Vulnerability assessments focus on examining a particular application or service for vulnerabilities, whereas penetration testing is a crafted set of tests conducted specifically to penetrate customer cyber defences with the goal to gain access to a customer specified information or system asset.

Our goal is to identify the most vulnerable or risky network and/or application parts for business resilience and to recommend the initial remediation plan by using our unique test methodology.

This security review is conducted based mainly on Black-Box hands-on sampling (manual penetration test) in accordance with an organized methodology for representative platforms and systems. In a relatively short period, the test team will identify the application architectures, infrastructure related issues and implementations that need to be improved.

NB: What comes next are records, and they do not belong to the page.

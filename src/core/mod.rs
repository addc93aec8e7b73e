//! Core logger types and traits

pub mod entry;
pub mod error;
pub mod fields;
pub mod handler;
pub mod level;
pub mod logger;
pub mod timestamp;

pub use entry::{Entry, EntrySchema};
pub use error::{LoggerError, Result};
pub use fields::{FieldValue, Fields};
pub use handler::{Handler, Sink};
pub use level::{Level, DEBUG, DEFAULT_LEVELS, ERROR, FATAL, INFO, WARN};
pub use logger::{HookFn, Logger, LoggerBuilder};
pub use timestamp::TimestampFormat;
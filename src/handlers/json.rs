//! JSON handler for structured logging
//!
//! The reference handler: one key-sorted JSON object per line, suitable for
//! log aggregation tools that ingest JSONL.

use crate::core::{Entry, Handler, Level, Result, Sink, WARN};
use serde_json::Value;
use std::collections::BTreeMap;
use std::io::{self, Write};

/// Writes each qualifying entry as one line of JSON
///
/// Record keys: `lvl` (lower-cased level name), `msg` (message), `p` (params
/// mapping, `{}` when none given), `sc` (scope), `line` (caller location,
/// when captured), plus every hook-derived field under its own name. Keys
/// are emitted in sorted order.
///
/// Defaults to a `WARN` threshold writing to standard error:
///
/// ```no_run
/// use hooklog::prelude::*;
///
/// let mut logger = Logger::new("app");
/// logger.register(JsonHandler::new());
/// logger.warn("this is a warning, be warned")?;
/// # hooklog::core::Result::Ok(())
/// ```
pub struct JsonHandler {
    level: Level,
    sink: Sink,
}

impl JsonHandler {
    /// Create a handler at the `WARN` threshold writing to stderr
    #[must_use]
    pub fn new() -> Self {
        Self {
            level: WARN,
            sink: Box::new(io::stderr()),
        }
    }

    /// Set the minimum level, builder style
    #[must_use]
    pub fn with_level(mut self, level: Level) -> Self {
        self.level = level;
        self
    }

    /// Replace the sink, builder style
    #[must_use]
    pub fn with_sink(mut self, sink: impl Write + Send + 'static) -> Self {
        self.sink = Box::new(sink);
        self
    }

    /// Reconfigure the minimum level
    pub fn set_level(&mut self, level: Level) {
        self.level = level;
    }

    /// Reconfigure the sink
    pub fn set_sink(&mut self, sink: impl Write + Send + 'static) {
        self.sink = Box::new(sink);
    }
}

impl Default for JsonHandler {
    fn default() -> Self {
        Self::new()
    }
}

impl Handler for JsonHandler {
    fn threshold(&self) -> &Level {
        &self.level
    }

    fn sink(&mut self) -> &mut dyn Write {
        &mut *self.sink
    }

    fn format(&self, entry: &Entry) -> Result<String> {
        let mut record: BTreeMap<&str, Value> = BTreeMap::new();
        record.insert("lvl", Value::String(entry.level.name().to_lowercase()));
        record.insert("msg", Value::String(entry.message.clone()));
        record.insert("sc", Value::String(entry.scope.clone()));
        record.insert("p", serde_json::to_value(&entry.params)?);
        if let Some(line) = &entry.line {
            record.insert("line", Value::String(line.clone()));
        }
        for (name, value) in entry.fields.iter() {
            record.insert(name, value.to_json_value());
        }

        Ok(serde_json::to_string(&record)?)
    }
}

The purpose of this initial test is to afford customers a quick snapshot of the status of their website vulnerabilities so that they may address the typical vulnerabilities most exploited by the average low level hacker enabling a quick improvement in a customer’s cyber-posture. Although these initial tests are important for a customer taking the first step in closing any major deficiencies, they do not bring the breadth of testing that typical compliance testing would require. For that, Intact uses more extensive testing that meet the various compliance requirements.

With over 20 years of hands-on experience as elite, government-level security experts, each team member brings a unique set of skills and expertise to the test process. In addition, with our partners, we have created a unique global red team community to stay on the cutting edge of penetration testing tools and know-how. These tools and understanding have been combined with our own leading-edge technology in support of our own proprietary attack-tasking methodology that is underpinned by machine intelligence and advance statistics. The results are in-depth vulnerability identification that is supported with actionable mitigation strategies to proactively address the security coverage gap.

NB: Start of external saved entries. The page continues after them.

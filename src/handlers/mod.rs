//! Concrete handler implementations
//!
//! The core contract lives in [`crate::core::handler`]; these are the
//! reference handlers shipped with the crate.

pub mod json;
#[cfg(feature = "console")]
pub mod text;

pub use json::JsonHandler;
#[cfg(feature = "console")]
pub use text::TextHandler;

For a more comprehensive overall security assessment, customers may nominate which compliance related test they require. Alternatively, the customer may identify a threat surface to be assessed to identify vulnerabilities that an attacker could exploit in addition to testing against these to obtain access to a customer’s information assets. In this context, the customer may also request that Intact demonstrate the exploitation of the vulnerabilities by including a penetration test targeted at a specific information asset. Alternatively, a penetration test may be set up by specifying the target information asset without any comprehensive vulnerability assessment. The goal of these penetration tests would therefore be simply to “capture the flag” and would usually be used in the scenario where a customer would want to test their security detection and response capabilities. These types of tests are scoped with the customer and costed specifically to the assessment project requirements.

The tests are also an important part of any organization’s regulatory compliance programme and most cyber security standards require that a customer’s website should be assessed on at least on an annual basis.